Por lucas.cardoso

Rio - Bugigangas que há tempos habitam o fundo do armário ou ficam jogadas em casa podem render uma graninha extra. São casacos, bonés, jogos de tabuleiro, aparelhos celulares, carrinhos de bebê, patins ou bicicletas: o acervo de entulho costuma ser variado e, muitas vezes, desnecessário, mas sempre há alguém na internet disposto a comprar.

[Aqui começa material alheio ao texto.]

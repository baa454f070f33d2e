//! MineAgent CLI
//!
//! A command-line interface for the MineAgent add-on assistant with REPL support.

use anyhow::{Context, Result};
use async_trait::async_trait;
use clap::{Parser, Subcommand};
use mine_agent::knowledge::SearchOptions;
use mine_agent::{
    event_channel, AgentEvent, Backend, Config, EventReceiver, InteractionMode, KnowledgeEngine,
    MineAgent, ProviderRegistry, RunOutcome, Telemetry, ToolHost,
};
use rustyline::error::ReadlineError;
use rustyline::DefaultEditor;
use std::io::Write;
use std::path::{Path, PathBuf};
use std::sync::Arc;
use tokio::task::JoinHandle;

#[derive(Parser)]
#[command(name = "mine-agent")]
#[command(about = "MineAgent - an LLM agent for Minecraft Bedrock add-ons", long_about = None)]
struct Cli {
    #[command(subcommand)]
    command: Option<Commands>,

    /// Workspace directory the agent works in
    #[arg(short = 'd', long, default_value = ".")]
    workspace: PathBuf,

    /// LLM backend (ollama, lmstudio, openai, gemini, generic)
    #[arg(long)]
    backend: Option<Backend>,

    /// LLM model to use
    #[arg(short, long)]
    model: Option<String>,

    /// Base URL of the backend - overrides config
    #[arg(long)]
    base_url: Option<String>,

    /// API key - overrides config and env vars
    #[arg(long)]
    api_key: Option<String>,

    /// Maximum think/act cycles per message
    #[arg(long)]
    max_iterations: Option<usize>,

    /// Interaction mode (guide, free, template)
    #[arg(long)]
    mode: Option<InteractionMode>,

    /// Approve file writes without asking
    #[arg(long)]
    auto_approve: bool,

    /// Verbose logging
    #[arg(short, long)]
    verbose: bool,
}

#[derive(Subcommand)]
enum Commands {
    /// Start an interactive REPL session
    Repl,

    /// Run a single prompt
    Prompt {
        /// The prompt to send to the agent
        message: String,
    },

    /// List models offered by the backend
    Models,

    /// Check that the backend is reachable
    Check,

    /// Knowledge base commands
    Knowledge {
        #[command(subcommand)]
        command: KnowledgeCommands,
    },
}

#[derive(Subcommand)]
enum KnowledgeCommands {
    /// Keyword search
    Search {
        query: String,

        /// Only documents of this category
        #[arg(short, long)]
        category: Option<String>,

        /// Maximum number of results
        #[arg(short = 'n', long, default_value = "5")]
        max: usize,
    },

    /// Show one document
    Show { id: String },

    /// List all documents
    List,

    /// Report stale or version-drifted documents
    Report {
        /// Target version (defaults to the configured one)
        #[arg(long)]
        target: Option<String>,
    },
}

#[tokio::main]
async fn main() -> Result<()> {
    let cli = Cli::parse();

    let workspace = if cli.workspace.is_absolute() {
        cli.workspace.clone()
    } else {
        std::env::current_dir()?.join(&cli.workspace)
    }
    .canonicalize()
    .with_context(|| format!("Workspace not found: {}", cli.workspace.display()))?;

    let mut config = Config::load(&workspace)?;
    apply_overrides(&cli, &mut config);

    let telemetry = Telemetry::init(config.log_dir(&workspace), config.logging.verbose)?;

    match cli.command {
        Some(Commands::Knowledge { command }) => run_knowledge_command(&config, &workspace, command),
        Some(Commands::Models) => list_models(&config).await,
        Some(Commands::Check) => check_connection(&config).await,
        Some(Commands::Prompt { message }) => run_single_prompt(config, workspace, &message).await,
        Some(Commands::Repl) | None => run_repl(config, workspace, telemetry.log_dir()).await,
    }
}

/// CLI flags win over every config file
fn apply_overrides(cli: &Cli, config: &mut Config) {
    if let Some(backend) = cli.backend {
        if backend != config.provider.backend {
            // The configured URL belongs to the other backend
            config.provider.base_url = None;
        }
        config.provider.backend = backend;
    }
    if let Some(model) = &cli.model {
        config.provider.model = model.clone();
    }
    if let Some(base_url) = &cli.base_url {
        config.provider.base_url = Some(base_url.clone());
    }
    if let Some(api_key) = &cli.api_key {
        config.provider.api_key = Some(api_key.clone());
    }
    if let Some(max_iterations) = cli.max_iterations {
        config.agent.max_iterations = max_iterations;
    }
    if let Some(mode) = cli.mode {
        config.agent.interaction_mode = mode;
    }
    if cli.auto_approve {
        config.agent.auto_approve = true;
    }
    if cli.verbose {
        config.logging.verbose = true;
    }
}

/// Interactive host: approvals and questions are answered on the terminal
struct ConsoleHost;

fn read_reply(prompt: &str) -> Option<String> {
    print!("{}", prompt);
    std::io::stdout().flush().ok()?;
    let mut line = String::new();
    std::io::stdin().read_line(&mut line).ok()?;
    Some(line.trim().to_string())
}

#[async_trait]
impl ToolHost for ConsoleHost {
    async fn ask_user(&self, question: &str) -> String {
        let question = question.to_string();
        tokio::task::spawn_blocking(move || {
            println!("\n? {}", question);
            read_reply("> ")
        })
        .await
        .ok()
        .flatten()
        .unwrap_or_default()
    }

    fn report_progress(&self, step: usize, total: usize, description: &str) {
        println!("  [{}/{}] {}", step, total, description);
    }

    async fn request_approval(&self, description: &str, details: &str, diff: Option<&str>) -> bool {
        let message = format!("\n! {}\n  {}", description, details);
        let diff = diff.map(str::to_string);
        tokio::task::spawn_blocking(move || {
            println!("{}", message);
            if let Some(diff) = diff {
                println!("{}", diff);
            }
            read_reply("Approve? [y/N] ")
        })
        .await
        .ok()
        .flatten()
        .map(|answer| matches!(answer.to_lowercase().as_str(), "y" | "yes"))
        .unwrap_or(false)
    }
}

fn preview(output: &str) -> String {
    let first = output.lines().next().unwrap_or("");
    if first.chars().count() > 100 {
        format!("{}...", first.chars().take(100).collect::<String>())
    } else {
        first.to_string()
    }
}

/// Print the event stream until the agent is dropped
fn spawn_event_printer(mut events: EventReceiver) -> JoinHandle<()> {
    tokio::spawn(async move {
        while let Some(event) = events.recv().await {
            match event {
                AgentEvent::StreamChunk { content } => {
                    print!("{}", content);
                    let _ = std::io::stdout().flush();
                }
                AgentEvent::StreamEnd => println!(),
                AgentEvent::ToolCallStarted { tool, .. } => println!("  -> {}", tool),
                AgentEvent::ToolCallCompleted {
                    tool, output, success, ..
                } => {
                    let mark = if success { "ok" } else { "failed" };
                    println!("  <- {} [{}] {}", tool, mark, preview(&output));
                }
                AgentEvent::Error { message } => eprintln!("Error: {}", message),
                AgentEvent::StateChange { .. } | AgentEvent::Complete { .. } => {}
            }
        }
    })
}

/// Run one message, cancelling on Ctrl-C
async fn send_with_interrupt(agent: &mut MineAgent, message: &str) -> RunOutcome {
    let handle = agent.cancel_handle();
    let watcher = tokio::spawn(async move {
        if tokio::signal::ctrl_c().await.is_ok() {
            handle.cancel();
        }
    });

    let outcome = agent.send(message).await;
    watcher.abort();

    if matches!(outcome, RunOutcome::Cancelled) {
        println!("\nCancelled.");
    }
    outcome
}

async fn run_single_prompt(config: Config, workspace: PathBuf, message: &str) -> Result<()> {
    let (tx, rx) = event_channel();
    let printer = spawn_event_printer(rx);
    let mut agent = MineAgent::new(config, workspace, Arc::new(ConsoleHost), tx)?;

    println!("Workspace: {}", agent.workspace().display());
    println!("Model: {} ({})", agent.config().provider.model, agent.provider().name());
    println!("---");

    let outcome = send_with_interrupt(&mut agent, message).await;
    agent.dispose();
    drop(agent);
    let _ = printer.await;

    println!("---");
    match outcome {
        RunOutcome::Completed { .. } => Ok(()),
        other => anyhow::bail!("Run ended in state {}", other.final_state()),
    }
}

const REPL_HELP: &str = "\
Commands:
  /quit, /exit       - Exit the REPL
  /clear             - Start a new conversation
  /reload            - Reload the knowledge base
  /search <query>    - Search the knowledge base
  /help              - Show this help";

async fn run_repl(config: Config, workspace: PathBuf, log_dir: &Path) -> Result<()> {
    let (tx, rx) = event_channel();
    let printer = spawn_event_printer(rx);
    let mut agent = MineAgent::new(config, workspace, Arc::new(ConsoleHost), tx)?;

    println!("MineAgent REPL");
    println!("Workspace: {}", agent.workspace().display());
    println!("Model: {} ({})", agent.config().provider.model, agent.provider().name());
    println!("Knowledge: {} documents", agent.engine().len());
    println!("Mode: {}", agent.config().agent.interaction_mode);
    println!();
    println!("{}", REPL_HELP);
    println!();

    let mut rl = DefaultEditor::new()?;
    let history_path = log_dir.join("history.txt");
    let _ = rl.load_history(&history_path);

    let mut in_conversation = false;

    loop {
        let prompt = if in_conversation { "mine-agent>> " } else { "mine-agent> " };

        match rl.readline(prompt) {
            Ok(line) => {
                let line = line.trim();
                if line.is_empty() {
                    continue;
                }
                rl.add_history_entry(line)?;

                if line.starts_with('/') {
                    let (cmd, arg) = match line.split_once(' ') {
                        Some((cmd, arg)) => (cmd, Some(arg.trim())),
                        None => (line, None),
                    };

                    match cmd {
                        "/quit" | "/exit" => {
                            println!("Goodbye!");
                            break;
                        }
                        "/clear" => {
                            agent.reset();
                            in_conversation = false;
                            println!("Conversation cleared.");
                        }
                        "/reload" => {
                            let count = agent.reload_knowledge();
                            println!("Loaded {} knowledge documents.", count);
                        }
                        "/search" => match arg.filter(|a| !a.is_empty()) {
                            Some(query) => {
                                let options = SearchOptions::new()
                                    .with_target_version(agent.config().knowledge.target_version.clone());
                                let results = agent.engine().search(query, &options);
                                println!("{}", KnowledgeEngine::format_search_results(&results));
                            }
                            None => println!("Usage: /search <query>"),
                        },
                        "/help" => println!("{}", REPL_HELP),
                        _ => println!("Unknown command: {}", cmd),
                    }
                    continue;
                }

                println!();
                send_with_interrupt(&mut agent, line).await;
                in_conversation = true;
                println!();
            }
            Err(ReadlineError::Interrupted) => {
                println!("^C");
                continue;
            }
            Err(ReadlineError::Eof) => {
                println!("Goodbye!");
                break;
            }
            Err(err) => {
                eprintln!("Error: {:?}", err);
                break;
            }
        }
    }

    let _ = rl.save_history(&history_path);
    agent.dispose();
    drop(agent);
    let _ = printer.await;

    Ok(())
}

async fn list_models(config: &Config) -> Result<()> {
    let providers = ProviderRegistry::new();
    let provider = providers.create(&config.provider)?;

    let models = provider.list_models().await?;
    println!("{} models at {}:", provider.name(), config.provider.effective_base_url());
    if models.is_empty() {
        println!("  (none)");
    }
    for model in models {
        let mut line = format!("  {}", model.id);
        if let Some(window) = model.context_window {
            line.push_str(&format!(" | {} ctx", window));
        }
        if model.supports_tool_calling == Some(true) {
            line.push_str(" | tools");
        }
        println!("{}", line);
    }

    providers.dispose_all();
    Ok(())
}

async fn check_connection(config: &Config) -> Result<()> {
    let providers = ProviderRegistry::new();
    let provider = providers.create(&config.provider)?;
    let status = provider.test_connection().await;
    providers.dispose_all();

    if status.ok {
        println!("{} is reachable at {}", provider.name(), config.provider.effective_base_url());
        Ok(())
    } else {
        anyhow::bail!(
            "{} is not usable: {}",
            provider.name(),
            status.error.as_deref().unwrap_or("no models available")
        )
    }
}

fn run_knowledge_command(config: &Config, workspace: &Path, command: KnowledgeCommands) -> Result<()> {
    let engine = KnowledgeEngine::load(config.knowledge_dir(workspace));

    match command {
        KnowledgeCommands::Search { query, category, max } => {
            let mut options = SearchOptions::new()
                .with_max_results(max)
                .with_target_version(config.knowledge.target_version.clone());
            if let Some(category) = category {
                options = options.with_category(category);
            }
            let results = engine.search(&query, &options);
            println!("{}", KnowledgeEngine::format_search_results(&results));
        }

        KnowledgeCommands::Show { id } => {
            let doc = engine
                .get_document(&id)
                .with_context(|| format!("Document \"{}\" not found", id))?;
            println!("# {} ({})", doc.metadata.title, doc.metadata.id);
            println!("Category: {}", doc.metadata.category);
            println!("MC versions: {} - {}", doc.metadata.version_min, doc.metadata.version_max);
            println!();
            println!("{}", doc.raw_content);
        }

        KnowledgeCommands::List => {
            let docs = engine.list_documents();
            println!("Knowledge directory: {}\n", engine.dir().display());
            if docs.is_empty() {
                println!("  No documents found.");
            }
            for doc in docs {
                println!(
                    "  {:24} | {:12} | up to {:8} | {}",
                    doc.id, doc.category, doc.version_max, doc.title
                );
            }
        }

        KnowledgeCommands::Report { target } => {
            let target = target.unwrap_or_else(|| config.knowledge.target_version.clone());
            println!("{}", engine.freshness_report(Some(target.as_str())));
        }
    }

    Ok(())
}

De olho nesse mercado um grupo de amigos empreendedores criou um aplicativo que indica, em uma mesma região, interessados em comprar e vender produtos usados ou semi-novos. O Skina, lançado em agosto de 2015, usa a geolocalização para aproximar vendedor e comprador.

E as ações do app não param por aí. O evento Doar Fashion, que rolou no Jockey Club no final do mês passado, arrecadou mais de 14 mil peças de roupas. Elas foram vendidas por um preço bem abaixo do valor do mercado e todo dinheiro foi revertido para 20 instituições de caridade. As roupas que sobraram são vendidas pelo app Skina e podem ser encontradas através da hashtag, #DoarFashion.

CUIDADOS

Com uma gama de sites, páginas em redes sociais e aplicativos, negociar usados pela internet com desconhecidos — sem as mesmas garantias de fazer a compra em uma loja estabelecida, com todas as notas e garantias, por exemplo — também requer alguns cuidados. Um deles é não pagar adiantado e procurar informações sobre quem está oferecendo o produto, alerta Gabriel Di Bernardi, do Skina.

“Fornecer o próprio endereço ou marcar o encontro em casa não é uma boa. O ideal é que os encontros sejam feitos em locais públicos e de movimentação, como shoppings, praças ou pontos de comércio”, diz.